• **Problem**
Go through the records, and copy each line in which the string "UnknownElement" is present.

• **Material for the task**

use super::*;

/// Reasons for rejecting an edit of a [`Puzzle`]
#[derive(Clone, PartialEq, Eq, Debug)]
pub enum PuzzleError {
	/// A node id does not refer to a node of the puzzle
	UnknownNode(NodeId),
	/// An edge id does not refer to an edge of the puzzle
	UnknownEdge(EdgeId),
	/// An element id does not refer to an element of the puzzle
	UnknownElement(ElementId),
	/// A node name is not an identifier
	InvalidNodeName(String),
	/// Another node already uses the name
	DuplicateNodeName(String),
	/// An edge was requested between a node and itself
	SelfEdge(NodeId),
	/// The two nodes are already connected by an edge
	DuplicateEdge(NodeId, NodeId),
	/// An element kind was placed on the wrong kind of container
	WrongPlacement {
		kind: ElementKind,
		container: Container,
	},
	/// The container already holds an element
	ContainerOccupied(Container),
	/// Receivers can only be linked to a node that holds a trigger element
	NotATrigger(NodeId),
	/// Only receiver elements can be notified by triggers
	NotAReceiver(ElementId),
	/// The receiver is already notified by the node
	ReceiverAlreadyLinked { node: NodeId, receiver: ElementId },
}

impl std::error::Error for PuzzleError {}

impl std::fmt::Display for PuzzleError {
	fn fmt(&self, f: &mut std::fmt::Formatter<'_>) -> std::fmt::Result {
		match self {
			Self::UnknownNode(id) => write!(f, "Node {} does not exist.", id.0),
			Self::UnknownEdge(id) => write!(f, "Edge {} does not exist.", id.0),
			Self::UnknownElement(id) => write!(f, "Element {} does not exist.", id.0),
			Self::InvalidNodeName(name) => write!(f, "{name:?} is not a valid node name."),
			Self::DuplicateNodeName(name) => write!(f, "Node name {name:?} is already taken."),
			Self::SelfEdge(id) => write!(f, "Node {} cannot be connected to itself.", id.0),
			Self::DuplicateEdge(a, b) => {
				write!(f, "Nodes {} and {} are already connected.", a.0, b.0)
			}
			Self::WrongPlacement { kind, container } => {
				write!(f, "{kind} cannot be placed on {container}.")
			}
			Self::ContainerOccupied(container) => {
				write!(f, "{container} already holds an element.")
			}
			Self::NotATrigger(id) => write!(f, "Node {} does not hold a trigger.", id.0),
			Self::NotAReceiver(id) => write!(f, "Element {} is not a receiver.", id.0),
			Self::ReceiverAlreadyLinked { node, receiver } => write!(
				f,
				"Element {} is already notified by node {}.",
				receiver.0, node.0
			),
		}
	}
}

• **Finished exercise**
	UnknownElement(ElementId),
			Self::UnknownElement(id) => write!(f, "Element {} does not exist.", id.0),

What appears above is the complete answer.